Problem to solve:
The answer must consist solely of the lines from the one containing "pub const C_NUM_FORMAT_DURATION: &str" to the end of the entries below, repeated exactly.

+ + +

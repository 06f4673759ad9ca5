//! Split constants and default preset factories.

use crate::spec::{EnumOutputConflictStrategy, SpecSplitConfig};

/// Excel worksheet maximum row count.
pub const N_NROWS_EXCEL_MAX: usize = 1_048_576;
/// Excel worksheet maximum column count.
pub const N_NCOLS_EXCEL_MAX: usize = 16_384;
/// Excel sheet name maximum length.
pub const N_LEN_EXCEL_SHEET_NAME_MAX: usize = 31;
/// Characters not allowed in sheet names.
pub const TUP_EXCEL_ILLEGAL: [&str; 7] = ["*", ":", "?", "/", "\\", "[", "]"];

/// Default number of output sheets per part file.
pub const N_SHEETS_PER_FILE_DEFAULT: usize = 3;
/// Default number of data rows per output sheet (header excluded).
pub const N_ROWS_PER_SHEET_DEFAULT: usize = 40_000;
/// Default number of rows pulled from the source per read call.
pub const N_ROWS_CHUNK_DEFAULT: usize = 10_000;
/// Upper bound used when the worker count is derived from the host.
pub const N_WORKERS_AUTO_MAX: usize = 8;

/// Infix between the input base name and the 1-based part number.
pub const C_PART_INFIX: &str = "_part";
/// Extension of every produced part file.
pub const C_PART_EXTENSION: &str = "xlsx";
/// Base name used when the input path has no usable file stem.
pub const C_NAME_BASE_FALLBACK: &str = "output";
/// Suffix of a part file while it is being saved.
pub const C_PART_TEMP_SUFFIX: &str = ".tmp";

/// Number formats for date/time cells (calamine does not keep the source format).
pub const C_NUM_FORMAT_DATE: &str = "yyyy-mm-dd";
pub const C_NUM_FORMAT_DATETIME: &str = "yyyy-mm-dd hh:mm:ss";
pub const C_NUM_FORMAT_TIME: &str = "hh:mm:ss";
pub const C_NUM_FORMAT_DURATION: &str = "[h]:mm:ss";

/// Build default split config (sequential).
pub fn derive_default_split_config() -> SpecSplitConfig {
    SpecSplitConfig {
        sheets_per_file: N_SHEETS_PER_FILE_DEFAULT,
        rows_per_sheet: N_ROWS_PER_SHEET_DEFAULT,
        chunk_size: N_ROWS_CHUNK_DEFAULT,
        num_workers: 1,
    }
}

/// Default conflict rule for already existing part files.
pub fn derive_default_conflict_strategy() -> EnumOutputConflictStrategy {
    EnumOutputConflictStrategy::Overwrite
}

+ + +

Result of the task:
pub const C_NUM_FORMAT_DURATION: &str = "[h]:mm:ss";

/// Build default split config (sequential).
pub fn derive_default_split_config() -> SpecSplitConfig {
    SpecSplitConfig {
        sheets_per_file: N_SHEETS_PER_FILE_DEFAULT,
        rows_per_sheet: N_ROWS_PER_SHEET_DEFAULT,
        chunk_size: N_ROWS_CHUNK_DEFAULT,
        num_workers: 1,
    }
}

/// Default conflict rule for already existing part files.
pub fn derive_default_conflict_strategy() -> EnumOutputConflictStrategy {
    EnumOutputConflictStrategy::Overwrite
}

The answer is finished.